Iamdobby63 Thu 11-Feb-16 23:35:40

Your friends that you have discussed him with, are they from work or separate?

AnyFucker Fri 12-Feb-16 07:01:15

well, use your own professional judgement about what is appropriate then.

PuellaEstCornelia Fri 12-Feb-16 07:05:45

Sorry but I think in these circumstances EVERYONE in the office will be talking about it whether you said anything or not!

Borninthe60s Fri 12-Feb-16 07:45:35

I would try to act as professionally as possible and refuse to discuss him and her at work. That way you are remaining totally professional. If others discuss them in your presence you can say (tongue in cheek) oh you know I can't possibly comment.

I would also discuss this with your next in line and say you are concerned about the best way to handle it and welcome their support. Get everyone on board and remain professional. Take some annual leave if necessary but do not let the, ruin your job and life X

desertmum Fri 12-Feb-16 11:54:23

I agree with born - hard as it is you need to rise above it and not talk about it at work. Let his actions be what others judge him on, while you continue to act professionally and do a good job. Each day, week, month will get easier.
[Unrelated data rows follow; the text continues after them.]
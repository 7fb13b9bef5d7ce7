//! Route definitions.
//!
//! # Responsibilities
//! - Describe one endpoint: methods, URL pattern, schemas, guards,
//!   interceptors, service overrides and the handler
//! - Offer a builder used by application code and controllers
//!
//! # Design Decisions
//! - GET when no method is given; a leading `/` is always present
//! - Immutable once a server holds it (shared through `Arc`)
//! - The handler's services are declared by name, never inferred

use std::fmt;
use std::future::Future;
use std::sync::Arc;

use axum::http::Method;
use futures_util::future::BoxFuture;
use futures_util::FutureExt;

use crate::config::RouteLimitsOverride;
use crate::container::{ServiceProvider, ServiceRegistry, Services};
use crate::http::Request;
use crate::pipeline::interceptor::names;
use crate::pipeline::{Guard, IntoReply, Reply, RequestInterceptor, ResponseInterceptor};
use crate::routing::pattern;
use crate::schema::{FileRule, ObjectSchema, Schema, SchemaSet};

pub type HandlerFn = Arc<dyn Fn(Request, Services) -> BoxFuture<'static, Reply> + Send + Sync>;

/// One endpoint.
#[derive(Clone)]
pub struct Route {
    methods: Vec<Method>,
    url: String,
    schemas: SchemaSet,
    guards: Vec<Guard>,
    request_interceptors: Vec<RequestInterceptor>,
    response_interceptors: Vec<ResponseInterceptor>,
    handler: HandlerFn,
    requires: Vec<String>,
    register: ServiceRegistry,
    limits: RouteLimitsOverride,
}

impl Route {
    pub fn new<F, Fut, R>(url: impl AsRef<str>, handler: F) -> Self
    where
        F: Fn(Request, Services) -> Fut + Send + Sync + 'static,
        Fut: Future<Output = R> + Send + 'static,
        R: IntoReply + 'static,
    {
        let handler = Arc::new(handler);
        Self {
            methods: Vec::new(),
            url: pattern::normalize(url.as_ref()),
            schemas: SchemaSet::default(),
            guards: Vec::new(),
            request_interceptors: Vec::new(),
            response_interceptors: Vec::new(),
            // Deferred into the future so a panic in the closure body is caught
            // at the handler stage.
            handler: Arc::new(move |request, services| {
                let handler = handler.clone();
                async move { handler(request, services).await.into_reply() }.boxed()
            }),
            requires: Vec::new(),
            register: ServiceRegistry::new(),
            limits: RouteLimitsOverride::default(),
        }
    }

    /// Adds an accepted method.
    pub fn method(mut self, method: Method) -> Self {
        if !self.methods.contains(&method) {
            self.methods.push(method);
        }
        self
    }

    pub fn methods<I: IntoIterator<Item = Method>>(self, methods: I) -> Self {
        methods.into_iter().fold(self, Route::method)
    }

    pub fn body(mut self, schema: ObjectSchema) -> Self {
        self.schemas = self.schemas.body(schema);
        self
    }

    pub fn header(mut self, name: &str, schema: impl Into<Schema>) -> Self {
        self.schemas = self.schemas.header(name, schema);
        self
    }

    pub fn cookie(mut self, name: &str, schema: impl Into<Schema>) -> Self {
        self.schemas = self.schemas.cookie(name, schema);
        self
    }

    pub fn url_param(mut self, name: &str, schema: impl Into<Schema>) -> Self {
        self.schemas = self.schemas.url_param(name, schema);
        self
    }

    pub fn query_param(mut self, name: &str, schema: impl Into<Schema>) -> Self {
        self.schemas = self.schemas.query_param(name, schema);
        self
    }

    pub fn file(mut self, name: &str, rule: FileRule) -> Self {
        self.schemas = self.schemas.file(name, rule);
        self
    }

    /// Merges a whole schema set; keys already declared on the route win.
    pub fn schemas(mut self, schemas: &SchemaSet) -> Self {
        self.schemas.absorb_outer(schemas);
        self
    }

    pub fn guard(mut self, guard: Guard) -> Self {
        self.guards.push(guard);
        self
    }

    pub fn intercept_request(mut self, interceptor: RequestInterceptor) -> Self {
        self.request_interceptors.push(interceptor);
        self
    }

    pub fn intercept_response(mut self, interceptor: ResponseInterceptor) -> Self {
        self.response_interceptors.push(interceptor);
        self
    }

    /// Overrides a service for this route only.
    pub fn register(mut self, name: impl Into<String>, provider: ServiceProvider) -> Self {
        self.register.register(name, provider);
        self
    }

    pub fn limits(mut self, limits: RouteLimitsOverride) -> Self {
        self.limits = limits;
        self
    }

    /// Declares the services handed to the handler, in order.
    pub fn requires<I, S>(mut self, services: I) -> Self
    where
        I: IntoIterator<Item = S>,
        S: Into<String>,
    {
        self.requires = names(services);
        self
    }

    /// Accepted methods; GET when none were given.
    pub fn accepted_methods(&self) -> Vec<Method> {
        if self.methods.is_empty() {
            vec![Method::GET]
        } else {
            self.methods.clone()
        }
    }

    pub fn url(&self) -> &str {
        &self.url
    }

    pub fn schema_set(&self) -> &SchemaSet {
        &self.schemas
    }

    pub fn guards(&self) -> &[Guard] {
        &self.guards
    }

    pub fn request_interceptors(&self) -> &[RequestInterceptor] {
        &self.request_interceptors
    }

    pub fn response_interceptors(&self) -> &[ResponseInterceptor] {
        &self.response_interceptors
    }

    pub fn required_services(&self) -> &[String] {
        &self.requires
    }

    pub fn registry(&self) -> &ServiceRegistry {
        &self.register
    }

    pub fn limits_override(&self) -> &RouteLimitsOverride {
        &self.limits
    }

    pub(crate) fn handler(&self) -> &HandlerFn {
        &self.handler
    }

    /// `GET|POST /url`, used in logs and metrics.
    pub fn signature(&self) -> String {
        let methods: Vec<String> = self
            .accepted_methods()
            .iter()
            .map(|m| m.as_str().to_string())
            .collect();
        format!("{} {}", methods.join("|"), self.url)
    }

    // Controllers prepend their contributions so they run first.
    pub(crate) fn prepend(
        &mut self,
        guards: &[Guard],
        request_interceptors: &[RequestInterceptor],
        response_interceptors: &[ResponseInterceptor],
    ) {
        self.guards.splice(0..0, guards.iter().cloned());
        self.request_interceptors
            .splice(0..0, request_interceptors.iter().cloned());
        self.response_interceptors
            .splice(0..0, response_interceptors.iter().cloned());
    }

    pub(crate) fn absorb_outer(
        &mut self,
        schemas: &SchemaSet,
        register: &ServiceRegistry,
        limits: &RouteLimitsOverride,
    ) {
        self.schemas.absorb_outer(schemas);
        self.register.absorb_outer(register);
        self.limits.absorb_outer(limits);
    }
}

impl fmt::Debug for Route {
    fn fmt(&self, f: &mut fmt::Formatter<'_>) -> fmt::Result {
        f.debug_struct("Route")
            .field("methods", &self.accepted_methods())
            .field("url", &self.url)
            .field("schemas", &self.schemas)
            .field("guards", &self.guards)
            .field("request_interceptors", &self.request_interceptors)
            .field("response_interceptors", &self.response_interceptors)
            .field("requires", &self.requires)
            .finish()
    }
}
flowers and cake because I do understand it must be very hard.

mix56 Fri 12-Feb-16 12:25:43

The split was looking to be pretty amicable. & then he got a new girlfriend (or overlapping) & you got jealous.

You are hurt, but are you going to talk about it daily to all the joint colleagues ? Sorry, It only has a limited shelf life, & then everyone will want to move on.
There is no going back, & whilst you can bad mouth him, it serves no purpose , other than possibly making you feel as though people will take sides & enjoy the little vendetta. & as you say may end up damaging your reputation.

I am not saying he can dictate what you can say & to whom. Just that everyone knows now.